Selon certains députés de la coalition, cette convocation risque de ne pas aboutir rapidement. Actuellement, il y a une certaine paralysie dans le fonctionnement du parlement, en raison de la non constitution d’un gouvernement. Cela fait plus de quinze jours que le Premier ministre Nouredine Bedoui, n’a pas réussi à nommer le moindre ministre, en dépit de centaines de consultations avec des partis politiques de la coalition, de l’opposition, du mouvement associatif et des ONG de la société civile, ainsi que des syndicats et des intellectuels et universitaires.
L’APN, comme le Conseil de la nation, sont également la cible de virulentes critiques de la part du mouvement populaire et citoyen. Les deux institutions sont accusées de faire partie du système ou de d’avoir cautionné ce dernier, en dépit des réclamations des autres groupes de l’opposition lors des séances plénières. Ces derniers ne cessaient de faire des constats sur l’état de déliquescence des institutions de l’Etat, en soulevant des dossiers sur la corruption généralisée et d’autres fléaux sociaux.
D’un autre côté, Ali Benflis, qui a participé aux réunions de l’opposition et donc à l’élaboration de sa plate-forme politique, a rendu public hier, au nom de son parti Talai El Houriyet, ses propres propositions de sortie de crise. 
En préambule, Benflis insiste sur la « fin imminente du système en place » accusant ce même pouvoir d’avoir choisi une « fin violente », alors qu’elle aurait pu se dérouler « dans le calme et la sérénité ».
Il met en garde contre la tentation de prolonger le mandat actuel avec le statut de chef d’Etat, car ce sera « un président putschiste, selon les standards politiques et constitutionnels », Benflis plaide pour un changement en douceur.
Considérant que l’Algérie se trouve « à un point de bascule vers la transformation démocratique de notre système, Benflis propose d’abord l’annulation de la décision unilatérale de la prolongation du mandat du président absent. Ensuite, la suspension des consultations en vue de la formation du Gouvernement Bedoui. Benflis propose la dissolution des deux chambres parlementaires qui n’ont selon lui ni crédibilité, ni légitimité, ni représentativité.

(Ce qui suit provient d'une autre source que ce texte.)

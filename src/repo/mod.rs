//! Repository layer (component C): CRUD, listings, and set algebra over
//! the record model, backed by Postgres via `sqlx`.

pub mod datasets;
pub mod files;
pub mod fileset;
pub mod membership;
pub mod namespaces;
pub mod params;
pub mod queries;
pub mod roles;
pub mod users;
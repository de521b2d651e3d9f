//! Parameter-category repository (component C, supplemented per
//! SPEC_FULL.md §11 from `DBParamCategory`/`DBParamValidator`).
//!
//! `category_for_path` implements the "deepest category that contains
//! this path" lookup `model::param::validate_metadata` needs, walking
//! `candidate_paths` from deepest to shallowest and returning the first
//! hit.

use sqlx::{postgres::Postgres, Executor, FromRow};

use crate::error::CatalogResult;
use crate::model::param::candidate_paths;
use crate::model::ParamCategory;

#[derive(FromRow)]
struct ParamCategoryRow {
    path: String,
    owner: String,
    restricted: bool,
    definitions: serde_json::Value,
}

impl ParamCategoryRow {
    fn into_category(self) -> CatalogResult<ParamCategory> {
        let definitions = serde_json::from_value(self.definitions).map_err(|e| {
            crate::error::CatalogError::query_compile(format!("malformed parameter definitions: {e}"))
        })?;
        Ok(ParamCategory { path: self.path, owner_role: self.owner, restricted: self.restricted, definitions })
    }
}

pub async fn get<'e>(path: &str, db: impl Executor<'e, Database = Postgres>) -> CatalogResult<Option<ParamCategory>> {
    let row = sqlx::query_as::<_, ParamCategoryRow>(
        "select path, owner, restricted, definitions from parameter_categories where path = $1",
    )
    .bind(path)
    .fetch_optional(db)
    .await?;
    row.map(ParamCategoryRow::into_category).transpose()
}

pub async fn save<'e>(category: &ParamCategory, db: impl Executor<'e, Database = Postgres>) -> CatalogResult<()> {
    let definitions = serde_json::to_value(&category.definitions).unwrap_or(serde_json::Value::Null);
    sqlx::query(
        "insert into parameter_categories (path, owner, restricted, definitions) values ($1, $2, $3, $4) \
         on conflict (path) do update set owner = excluded.owner, restricted = excluded.restricted, definitions = excluded.definitions",
    )
    .bind(&category.path)
    .bind(&category.owner_role)
    .bind(category.restricted)
    .bind(definitions)
    .execute(db)
    .await?;
    Ok(())
}

pub async fn exists<'e>(path: &str, db: impl Executor<'e, Database = Postgres>) -> CatalogResult<bool> {
    let row: (bool,) = sqlx::query_as("select exists(select 1 from parameter_categories where path = $1)")
        .bind(path)
        .fetch_one(db)
        .await?;
    Ok(row.0)
}

/// Deepest-prefix-match lookup: the category rooted at the longest path
/// that is a prefix of (or equal to) `path`, or `None` if no category
/// governs it.
pub async fn category_for_path<'e>(
    path: &str,
    db: impl Executor<'e, Database = Postgres> + Copy,
) -> CatalogResult<Option<ParamCategory>> {
    for candidate in candidate_paths(path).into_iter().rev() {
        if let Some(category) = get(&candidate, db).await? {
            return Ok(Some(category));
        }
    }
    Ok(None)
}
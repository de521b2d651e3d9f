//! Dataset record model (component B, §3 "Dataset").

use chrono::{DateTime, Utc};
use serde_json::{json, Value};

use crate::error::{CatalogError, CatalogResult};

#[derive(Debug, Clone, PartialEq)]
pub struct Dataset {
    pub namespace: String,
    pub name: String,
    pub parent_namespace: Option<String>,
    pub parent_name: Option<String>,
    pub frozen: bool,
    pub monotonic: bool,
    pub metadata: Value,
    pub creator: Option<String>,
    pub created_timestamp: Option<DateTime<Utc>>,
    pub description: Option<String>,
}

impl Dataset {
    pub fn new(
        namespace: impl Into<String>,
        name: impl Into<String>,
        parent_namespace: Option<String>,
        parent_name: Option<String>,
    ) -> CatalogResult<Self> {
        if parent_namespace.is_some() != parent_name.is_some() {
            return Err(CatalogError::invalid_name(
                "parent_namespace and parent_name must both be present or both be absent",
            ));
        }
        Ok(Dataset {
            namespace: namespace.into(),
            name: name.into(),
            parent_namespace,
            parent_name,
            frozen: false,
            monotonic: false,
            metadata: json!({}),
            creator: None,
            created_timestamp: None,
            description: None,
        })
    }

    pub fn has_parent(&self) -> bool {
        self.parent_namespace.is_some()
    }

    /// §6 external JSON shape. `created_timestamp` is seconds-since-epoch.
    pub fn to_plain(&self) -> Value {
        json!({
            "namespace": self.namespace,
            "name": self.name,
            "parent_namespace": self.parent_namespace,
            "parent_name": self.parent_name,
            "metadata": self.metadata,
            "creator": self.creator,
            "created_timestamp": self.created_timestamp.map(|t| t.timestamp() as f64),
        })
    }
}

#[cfg(test)]
mod tests {
    use super::*;

    #[test]
    fn rejects_half_set_parent() {
        let err = Dataset::new("cms", "raw", Some("cms".into()), None).unwrap_err();
        assert!(matches!(err, CatalogError::InvalidName(_)));
    }

    #[test]
    fn to_plain_shape() {
        let ds = Dataset::new("cms", "raw", None, None).unwrap();
        let plain = ds.to_plain();
        assert_eq!(plain["namespace"], json!("cms"));
        assert_eq!(plain["name"], json!("raw"));
        assert_eq!(plain["parent_namespace"], Value::Null);
    }
}
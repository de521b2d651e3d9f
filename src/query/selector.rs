//! Dataset selector compiler (component E, §4.E): resolves a set of
//! namespace/name wildcard patterns, an optional recursive children walk,
//! and an optional `having` metadata filter into the SQL that enumerates
//! matching datasets.
//!
//! Grounded on `metacat/db/dbobjects2.py`'s `DBDataset.list_datasets` /
//! `apply_dataset_selector` / `sql_for_selector`: the one-hop children join
//! and the recursive variant both come from that method's two branches.

use crate::query::alias::AliasGen;
use crate::query::ast::Dnf;
use crate::query::dnf::compile_dnf;
use crate::error::CatalogResult;

/// One `namespace:name` pattern, each side optionally a SQL `LIKE`
/// wildcard (`%`/`_`) per §4.E "Input".
#[derive(Debug, Clone)]
pub struct Pattern {
    pub namespace: String,
    pub name: String,
}

impl Pattern {
    pub fn new(namespace: impl Into<String>, name: impl Into<String>) -> Self {
        Pattern { namespace: namespace.into(), name: name.into() }
    }

    fn is_wildcard(s: &str) -> bool {
        s.contains('%') || s.contains('_')
    }

    fn sql_literal(s: &str) -> String {
        format!("'{}'", s.replace('\'', "''"))
    }

    /// `namespace <op> 'pattern' and name <op> 'pattern'`, `op` being
    /// `like` for a wildcard side and `=` for an exact one.
    fn condition(&self, table: &str) -> String {
        let ns_op = if Self::is_wildcard(&self.namespace) { "like" } else { "=" };
        let name_op = if Self::is_wildcard(&self.name) { "like" } else { "=" };
        format!(
            "{table}.namespace {ns_op} {} and {table}.name {name_op} {}",
            Self::sql_literal(&self.namespace),
            Self::sql_literal(&self.name)
        )
    }
}

/// A dataset selector: a union of patterns, optionally widened to
/// children, optionally filtered by a DNF predicate over dataset metadata
/// (§4.E "Input").
#[derive(Debug, Clone, Default)]
pub struct DatasetSelector {
    pub patterns: Vec<Pattern>,
    pub with_children: bool,
    pub recursively: bool,
    pub having: Option<Dnf>,
}

impl DatasetSelector {
    pub fn new(patterns: Vec<Pattern>) -> Self {
        DatasetSelector { patterns, with_children: false, recursively: false, having: None }
    }

    /// Compiles to a SQL query over `datasets d` returning `d.namespace,
    /// d.name`. `None` patterns list is invalid (caller should validate
    /// non-empty); an empty selector with no patterns still compiles, just
    /// to an always-empty result.
    pub fn compile(&self, aliases: &mut AliasGen) -> CatalogResult<String> {
        let base_alias = aliases.next("d");
        let base = if self.patterns.is_empty() {
            format!("select {base_alias}.namespace, {base_alias}.name from datasets {base_alias} where false")
        } else {
            let union = self
                .patterns
                .iter()
                .map(|p| {
                    format!(
                        "select {base_alias}.namespace, {base_alias}.name from datasets {base_alias} where {}",
                        p.condition(&base_alias)
                    )
                })
                .collect::<Vec<_>>()
                .join(" union ");
            union
        };

        let widened = if self.with_children {
            self.widen_with_children(&base, aliases)
        } else {
            base
        };

        match &self.having {
            None => Ok(widened),
            Some(dnf) => {
                let outer_alias = aliases.next("sel");
                let ds_alias = aliases.next("d");
                let where_clause = compile_dnf(dnf, &ds_alias)?.unwrap_or_else(|| "true".to_string());
                Ok(format!(
                    "select {outer_alias}.namespace, {outer_alias}.name from ({widened}) {outer_alias} \
                     join datasets {ds_alias} on {ds_alias}.namespace = {outer_alias}.namespace \
                     and {ds_alias}.name = {outer_alias}.name where {where_clause}"
                ))
            }
        }
    }

    /// One-hop children join: `base UNION (base join datasets on
    /// parent_namespace/parent_name)`.
    fn one_hop_children(&self, base: &str, aliases: &mut AliasGen) -> String {
        let base_cte = aliases.next("base");
        let child_alias = aliases.next("d");
        format!(
            "with {base_cte} as ({base}) \
             select namespace, name from {base_cte} \
             union \
             select {child_alias}.namespace, {child_alias}.name from datasets {child_alias} \
             join {base_cte} on {child_alias}.parent_namespace = {base_cte}.namespace \
             and {child_alias}.parent_name = {base_cte}.name"
        )
    }

    /// Recursive-CTE closure over all descendants, mirroring
    /// `sql_for_selector`'s recursive branch.
    fn recursive_children(&self, base: &str, aliases: &mut AliasGen) -> String {
        let cte = aliases.next("closure");
        let child_alias = aliases.next("d");
        format!(
            "with recursive {cte}(namespace, name) as ( \
                {base} \
                union \
                select {child_alias}.namespace, {child_alias}.name from datasets {child_alias} \
                join {cte} on {child_alias}.parent_namespace = {cte}.namespace \
                and {child_alias}.parent_name = {cte}.name \
             ) select namespace, name from {cte}"
        )
    }

    fn widen_with_children(&self, base: &str, aliases: &mut AliasGen) -> String {
        if self.recursively {
            self.recursive_children(base, aliases)
        } else {
            self.one_hop_children(base, aliases)
        }
    }
}

#[cfg(test)]
mod tests {
    use super::*;

    #[test]
    fn single_exact_pattern() {
        let sel = DatasetSelector::new(vec![Pattern::new("cms", "reco")]);
        let mut aliases = AliasGen::new();
        let sql = sel.compile(&mut aliases).unwrap();
        assert!(sql.contains("d_1.namespace = 'cms'"));
        assert!(sql.contains("d_1.name = 'reco'"));
    }

    #[test]
    fn wildcard_pattern_uses_like() {
        let sel = DatasetSelector::new(vec![Pattern::new("cms", "reco_%")]);
        let mut aliases = AliasGen::new();
        let sql = sel.compile(&mut aliases).unwrap();
        assert!(sql.contains("name like 'reco_%'"));
    }

    #[test]
    fn multiple_patterns_union() {
        let sel = DatasetSelector::new(vec![Pattern::new("cms", "a"), Pattern::new("cms", "b")]);
        let mut aliases = AliasGen::new();
        let sql = sel.compile(&mut aliases).unwrap();
        assert_eq!(sql.matches(" union ").count(), 1);
    }

    #[test]
    fn with_children_one_hop_joins_once() {
        let mut sel = DatasetSelector::new(vec![Pattern::new("cms", "reco")]);
        sel.with_children = true;
        let mut aliases = AliasGen::new();
        let sql = sel.compile(&mut aliases).unwrap();
        assert!(sql.contains("with base_1 as"));
        assert!(sql.contains("parent_namespace = base_1.namespace"));
    }

    #[test]
    fn with_children_recursively_uses_recursive_cte() {
        let mut sel = DatasetSelector::new(vec![Pattern::new("cms", "reco")]);
        sel.with_children = true;
        sel.recursively = true;
        let mut aliases = AliasGen::new();
        let sql = sel.compile(&mut aliases).unwrap();
        assert!(sql.starts_with("with recursive closure_1"));
    }

    #[test]
    fn empty_pattern_list_compiles_to_always_false() {
        let sel = DatasetSelector::new(vec![]);
        let mut aliases = AliasGen::new();
        let sql = sel.compile(&mut aliases).unwrap();
        assert!(sql.contains("where false"));
    }
}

Et enfin, annoncer le retour au processus électoral dans les limites du temps nécessaire à la mise en place du nouveau mécanisme électoral.
L’ancien chef du gouvernement et ex SG du FLN propose que cette période transitionnelle, la plus courte possible soit gérée par « une instance présidentielle composée de personnalités nationales jouissant de la crédibilité et de la confiance du peuple. »
Cette instance sous la forme d’un triumvirat avec un président et deux vice-présidents, une présidence collégiale, à charge pour ces trois personnalités de ne pas briguer un mandat électoral à la fin de leur mission.
Au cours de son « mandat » la présidence collégiale aura à gérer le pays par ordonnances, tout en procédant à la formation d’un mouvement de compétences nationales.
Ce gouvernement aura deux missions, à savoir la gestion des affaires courantes et les préparations de l’élection présidentielle.